However, the conditions of the economy including a major recession have affected the retailers like anyone‚ and so the aspect of retail foreclosures is now a part of the economy of Atlanta.

Retail experts infer that the banks are starting the process of foreclosure on such retail projects because they do not see much hope of their stability with their present owners. While residential properties were engulfed by foreclosure in 2008, most experts according to The Atlanta Journal-Constitution had seen the situation of repossession of retail projects by the banks.

Adams projects, for example were leased by 50% or above and in fact, at one time one of them was leased by 89% as well. However, with the cooling of the economy his problems also rose Adams situation is symbolic to the rest of the retail development industry: as lesser consumers paid from their wallets and the, retailers pushed the developers for rent concessions.

Rents are based, partly on development costs and partly on the market conditions. The developers during the economic boom saw the steady increase of the rents and numerous retailers expanded.

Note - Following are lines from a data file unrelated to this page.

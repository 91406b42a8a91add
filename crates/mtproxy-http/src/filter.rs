//! `filter_transfer_headers`, grounded in `utils.py`: `Transfer-Encoding`
//! and `Content-Encoding` are re-derived by the proxy itself, so any
//! upstream value must be dropped before forwarding.

use crate::headers::HeaderMap;

const TRANSFER_RELATED: &[&str] = &["Transfer-Encoding", "Content-Encoding"];

pub fn filter_transfer_headers(headers: &HeaderMap) -> HeaderMap {
    let mut filtered = HeaderMap::new();
    for (name, value) in headers.iter() {
        if TRANSFER_RELATED.contains(&name) {
            continue;
        }
        filtered.insert(name, value);
    }
    filtered
}

#[cfg(test)]
mod test {
    use super::*;

    #[test]
    fn drops_transfer_and_content_encoding() {
        let mut headers = HeaderMap::new();
        headers.insert("Content-Type", "text/plain");
        headers.insert("Transfer-Encoding", "chunked");
        headers.insert("Content-Encoding", "gzip");

        let filtered = filter_transfer_headers(&headers);
        assert_eq!(filtered.len(), 1);
        assert_eq!(filtered.get("Content-Type"), Some("text/plain"));
    }
}
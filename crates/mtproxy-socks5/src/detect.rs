//! Traffic-type sniffing ahead of the HTTP(S) dispatcher, grounded in
//! `socks_handler.py`'s `_detect_traffic_type`.
//!
//! Unlike the source, which tracks a manual peek buffer because it reads
//! raw sockets, this uses `TcpStream::peek`: the sniffed bytes are left in
//! the kernel's receive buffer, so the caller's first real read still sees
//! them.

use tokio::net::TcpStream;

use crate::errors::Result;

const PEEK_LEN: usize = 16;
const HTTP_METHOD_PREFIXES: &[&str] = &["GET ", "POST ", "PUT ", "DELETE ", "HEAD ", "OPTIONS ", "CONNECT "];

#[derive(Debug, Clone, Copy, PartialEq, Eq)]
pub enum Sniff {
    /// A TLS ClientHello (`0x16 0x03 ...`): treat as HTTPS to intercept.
    Tls,
    /// A recognizable plaintext HTTP request line.
    Http,
    /// Neither: forward the raw bytes without interception.
    Opaque,
}

pub async fn detect_traffic_type(stream: &TcpStream) -> Result<Sniff> {
    let mut buf = [0u8; PEEK_LEN];
    let n = stream.peek(&mut buf).await?;
    let data = &buf[..n];

    if data.len() >= 3 && data[0] == 0x16 && data[1] == 0x03 {
        return Ok(Sniff::Tls);
    }

    if data.len() >= 7 {
        let text = String::from_utf8_lossy(data);
        let first_line = text.split("\r\n").next().unwrap_or("");
        if HTTP_METHOD_PREFIXES.iter().any(|p| first_line.starts_with(p)) {
            return Ok(Sniff::Http);
        }
    }

    Ok(Sniff::Opaque)
}

#[cfg(test)]
mod test {
    use super::*;
    use tokio::io::AsyncWriteExt;
    use tokio::net::{TcpListener, TcpStream};

    async fn connected_pair() -> (TcpStream, TcpStream) {
        let listener = TcpListener::bind("127.0.0.1:0").await.unwrap();
        let addr = listener.local_addr().unwrap();
        let connect = TcpStream::connect(addr);
        let (accept, connect) = tokio::join!(listener.accept(), connect);
        (accept.unwrap().0, connect.unwrap())
    }

    #[tokio::test]
    async fn detects_tls_client_hello() {
        let (server, mut client) = connected_pair().await;
        client.write_all(&[0x16, 0x03, 0x01, 0x00, 0x05]).await.unwrap();
        client.flush().await.unwrap();
        tokio::time::sleep(std::time::Duration::from_millis(20)).await;
        assert_eq!(detect_traffic_type(&server).await.unwrap(), Sniff::Tls);
    }

    #[tokio::test]
    async fn detects_plain_http_get() {
        let (server, mut client) = connected_pair().await;
        client.write_all(b"GET / HTTP/1.1\r\nHost: x\r\n\r\n").await.unwrap();
        client.flush().await.unwrap();
        tokio::time::sleep(std::time::Duration::from_millis(20)).await;
        assert_eq!(detect_traffic_type(&server).await.unwrap(), Sniff::Http);
    }

    #[tokio::test]
    async fn falls_back_to_opaque_for_unrecognized_bytes() {
        let (server, mut client) = connected_pair().await;
        client.write_all(b"\x00\x01\x02\x03random-binary-data").await.unwrap();
        client.flush().await.unwrap();
        tokio::time::sleep(std::time::Duration::from_millis(20)).await;
        assert_eq!(detect_traffic_type(&server).await.unwrap(), Sniff::Opaque);
    }
}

For instance, the, expected retail rents in metro Atlanta helmed at $16 per sq ft during the third quarter of 2008. While in 2009 third quarter, they had peaked to $15.17. This level had not been reached since 2006 end.

The developers can at the most reduce the rents so much when the payers cannot meet the payments of mortgage. If the tenants do not get enough concessions then they might just leave and then there will be very less income.

According to Alan Wexler of Databank Atlanta, which is a real estate research firm, “It’s a trickle right now because the lenders really don’t want to take these things back.” He explained that these projects “have no value” for most banks.

Many of the retail properties purchased and developed in the last three years have lost their value just like the houses of the underwater homeowners, which cannot be sold to cover the mortgage amount.

Wexler observed that, “Now I’m beginning to see a trickle of foreclosures because these are the ones that really have no hope. The lenders just throw up their hands and take them back. Next we’ll start seeing them getting sold for pennies on the dollar.”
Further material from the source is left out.